Aim of the task:
Each line of the data below holding the word "second" must be copied.

(Data under study)

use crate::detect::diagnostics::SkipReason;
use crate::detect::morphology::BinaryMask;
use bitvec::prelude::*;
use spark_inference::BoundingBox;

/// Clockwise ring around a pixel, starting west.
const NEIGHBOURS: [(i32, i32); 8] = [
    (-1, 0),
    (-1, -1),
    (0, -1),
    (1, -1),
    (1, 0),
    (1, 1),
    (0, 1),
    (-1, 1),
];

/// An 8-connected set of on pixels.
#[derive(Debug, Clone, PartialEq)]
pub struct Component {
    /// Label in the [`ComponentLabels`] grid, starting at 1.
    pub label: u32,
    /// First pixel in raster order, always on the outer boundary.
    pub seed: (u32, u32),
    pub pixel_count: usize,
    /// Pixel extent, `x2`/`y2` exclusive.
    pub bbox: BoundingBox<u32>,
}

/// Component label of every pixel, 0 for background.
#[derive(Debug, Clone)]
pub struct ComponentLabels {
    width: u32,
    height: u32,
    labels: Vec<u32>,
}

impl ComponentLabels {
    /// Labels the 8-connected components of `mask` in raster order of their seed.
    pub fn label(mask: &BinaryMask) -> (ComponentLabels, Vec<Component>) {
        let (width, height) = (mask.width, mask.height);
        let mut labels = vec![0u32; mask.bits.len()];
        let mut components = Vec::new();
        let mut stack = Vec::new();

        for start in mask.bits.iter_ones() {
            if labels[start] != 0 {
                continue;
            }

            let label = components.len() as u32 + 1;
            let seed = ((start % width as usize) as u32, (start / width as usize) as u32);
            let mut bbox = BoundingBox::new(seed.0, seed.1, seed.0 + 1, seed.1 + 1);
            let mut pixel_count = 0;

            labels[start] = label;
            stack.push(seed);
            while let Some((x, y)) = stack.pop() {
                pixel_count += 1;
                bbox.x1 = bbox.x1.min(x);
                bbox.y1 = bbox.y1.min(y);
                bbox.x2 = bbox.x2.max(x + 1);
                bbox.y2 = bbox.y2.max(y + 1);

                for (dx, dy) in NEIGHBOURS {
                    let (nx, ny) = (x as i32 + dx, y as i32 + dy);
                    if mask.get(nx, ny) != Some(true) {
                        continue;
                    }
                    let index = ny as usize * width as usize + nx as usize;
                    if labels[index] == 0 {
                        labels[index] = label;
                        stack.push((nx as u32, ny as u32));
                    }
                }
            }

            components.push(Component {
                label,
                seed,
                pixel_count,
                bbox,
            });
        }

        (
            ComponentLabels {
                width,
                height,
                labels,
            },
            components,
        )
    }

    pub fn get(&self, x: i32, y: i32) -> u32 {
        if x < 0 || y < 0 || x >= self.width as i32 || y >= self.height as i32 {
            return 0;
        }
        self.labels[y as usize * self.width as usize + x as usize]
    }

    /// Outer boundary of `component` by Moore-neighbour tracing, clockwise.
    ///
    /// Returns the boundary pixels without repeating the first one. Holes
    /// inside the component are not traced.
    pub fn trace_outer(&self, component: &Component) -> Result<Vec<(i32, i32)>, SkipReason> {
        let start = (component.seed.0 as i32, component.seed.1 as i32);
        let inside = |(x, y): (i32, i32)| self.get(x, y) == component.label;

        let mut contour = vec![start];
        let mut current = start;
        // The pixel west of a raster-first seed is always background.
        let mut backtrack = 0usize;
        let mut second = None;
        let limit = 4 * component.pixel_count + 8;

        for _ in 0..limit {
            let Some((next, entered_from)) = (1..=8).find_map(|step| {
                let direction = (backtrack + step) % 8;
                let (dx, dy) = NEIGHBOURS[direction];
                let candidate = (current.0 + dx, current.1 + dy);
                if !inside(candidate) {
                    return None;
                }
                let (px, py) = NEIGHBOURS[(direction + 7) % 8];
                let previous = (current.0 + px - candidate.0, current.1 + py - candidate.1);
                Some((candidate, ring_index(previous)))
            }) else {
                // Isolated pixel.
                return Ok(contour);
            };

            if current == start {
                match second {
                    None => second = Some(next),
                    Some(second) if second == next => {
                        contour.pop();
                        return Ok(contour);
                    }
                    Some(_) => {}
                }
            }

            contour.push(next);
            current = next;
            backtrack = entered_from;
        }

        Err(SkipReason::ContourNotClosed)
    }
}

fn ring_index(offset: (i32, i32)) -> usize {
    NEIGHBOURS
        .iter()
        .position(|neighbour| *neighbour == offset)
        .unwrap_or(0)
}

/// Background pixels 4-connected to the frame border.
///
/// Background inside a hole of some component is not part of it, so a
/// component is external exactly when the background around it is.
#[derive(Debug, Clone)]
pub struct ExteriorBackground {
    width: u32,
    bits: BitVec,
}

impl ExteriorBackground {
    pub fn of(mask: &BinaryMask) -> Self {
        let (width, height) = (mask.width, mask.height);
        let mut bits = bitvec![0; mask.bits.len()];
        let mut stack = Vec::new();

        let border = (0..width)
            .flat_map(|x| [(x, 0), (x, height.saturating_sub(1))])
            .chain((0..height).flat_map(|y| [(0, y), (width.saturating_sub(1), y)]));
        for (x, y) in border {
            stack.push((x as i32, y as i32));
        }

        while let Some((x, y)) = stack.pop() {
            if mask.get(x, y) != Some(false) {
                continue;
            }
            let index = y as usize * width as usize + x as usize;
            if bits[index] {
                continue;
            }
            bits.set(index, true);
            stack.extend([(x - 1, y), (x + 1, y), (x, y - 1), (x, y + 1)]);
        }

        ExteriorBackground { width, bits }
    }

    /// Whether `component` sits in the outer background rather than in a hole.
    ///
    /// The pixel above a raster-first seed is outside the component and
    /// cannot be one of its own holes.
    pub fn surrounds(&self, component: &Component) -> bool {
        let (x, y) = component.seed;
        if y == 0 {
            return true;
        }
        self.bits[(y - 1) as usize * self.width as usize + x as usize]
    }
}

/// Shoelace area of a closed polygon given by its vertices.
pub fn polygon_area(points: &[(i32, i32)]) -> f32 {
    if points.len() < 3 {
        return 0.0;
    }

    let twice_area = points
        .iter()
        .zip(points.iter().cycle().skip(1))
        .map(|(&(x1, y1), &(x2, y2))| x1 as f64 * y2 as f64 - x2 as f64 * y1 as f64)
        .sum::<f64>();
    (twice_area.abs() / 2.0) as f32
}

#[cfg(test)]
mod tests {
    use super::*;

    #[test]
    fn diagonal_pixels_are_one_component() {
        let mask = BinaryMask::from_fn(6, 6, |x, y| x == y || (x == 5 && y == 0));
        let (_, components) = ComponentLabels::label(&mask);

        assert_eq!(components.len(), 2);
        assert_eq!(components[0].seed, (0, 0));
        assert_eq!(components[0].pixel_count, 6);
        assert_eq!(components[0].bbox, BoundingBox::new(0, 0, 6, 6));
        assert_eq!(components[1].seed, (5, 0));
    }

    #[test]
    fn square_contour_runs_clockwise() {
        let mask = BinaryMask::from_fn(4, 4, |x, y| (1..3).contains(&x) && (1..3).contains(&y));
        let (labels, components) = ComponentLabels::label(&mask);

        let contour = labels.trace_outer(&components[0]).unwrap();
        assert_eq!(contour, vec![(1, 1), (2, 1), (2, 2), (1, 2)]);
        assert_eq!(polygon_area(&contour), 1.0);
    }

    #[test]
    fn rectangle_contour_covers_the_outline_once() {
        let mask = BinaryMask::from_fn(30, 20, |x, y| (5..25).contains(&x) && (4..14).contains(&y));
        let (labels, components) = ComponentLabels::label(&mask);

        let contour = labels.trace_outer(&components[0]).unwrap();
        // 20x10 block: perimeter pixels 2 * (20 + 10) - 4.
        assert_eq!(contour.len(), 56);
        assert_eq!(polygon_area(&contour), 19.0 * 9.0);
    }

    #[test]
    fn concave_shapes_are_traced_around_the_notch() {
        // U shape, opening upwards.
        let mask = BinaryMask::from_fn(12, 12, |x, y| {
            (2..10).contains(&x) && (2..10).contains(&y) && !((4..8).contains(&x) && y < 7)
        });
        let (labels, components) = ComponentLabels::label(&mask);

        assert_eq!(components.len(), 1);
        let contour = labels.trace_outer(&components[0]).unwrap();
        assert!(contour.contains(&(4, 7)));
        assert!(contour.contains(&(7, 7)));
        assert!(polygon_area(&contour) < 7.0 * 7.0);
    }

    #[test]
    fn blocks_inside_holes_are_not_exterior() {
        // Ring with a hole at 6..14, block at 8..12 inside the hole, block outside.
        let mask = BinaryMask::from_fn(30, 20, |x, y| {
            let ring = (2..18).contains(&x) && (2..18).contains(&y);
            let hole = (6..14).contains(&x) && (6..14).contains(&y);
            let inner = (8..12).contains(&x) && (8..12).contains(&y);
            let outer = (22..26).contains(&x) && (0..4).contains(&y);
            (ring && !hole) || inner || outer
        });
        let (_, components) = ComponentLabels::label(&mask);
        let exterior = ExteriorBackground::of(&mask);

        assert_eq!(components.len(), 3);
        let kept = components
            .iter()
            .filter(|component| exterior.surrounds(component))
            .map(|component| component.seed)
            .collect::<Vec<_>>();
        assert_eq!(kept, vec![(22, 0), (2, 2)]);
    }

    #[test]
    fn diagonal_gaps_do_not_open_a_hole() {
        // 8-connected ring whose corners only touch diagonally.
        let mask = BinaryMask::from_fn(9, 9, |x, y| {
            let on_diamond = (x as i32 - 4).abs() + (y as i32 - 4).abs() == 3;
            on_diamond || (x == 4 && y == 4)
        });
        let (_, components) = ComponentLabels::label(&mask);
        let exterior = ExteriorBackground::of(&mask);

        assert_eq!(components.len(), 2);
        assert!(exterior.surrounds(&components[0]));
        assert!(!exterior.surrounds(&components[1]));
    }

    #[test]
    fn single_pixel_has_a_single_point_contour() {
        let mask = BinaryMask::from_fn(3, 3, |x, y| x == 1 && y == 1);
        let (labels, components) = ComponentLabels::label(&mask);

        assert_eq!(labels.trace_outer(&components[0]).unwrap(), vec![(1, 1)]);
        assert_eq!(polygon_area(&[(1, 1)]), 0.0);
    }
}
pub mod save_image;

(End Data under study)

Response area:
        let mut second = None;
                match second {
                    None => second = Some(next),
                    Some(second) if second == next => {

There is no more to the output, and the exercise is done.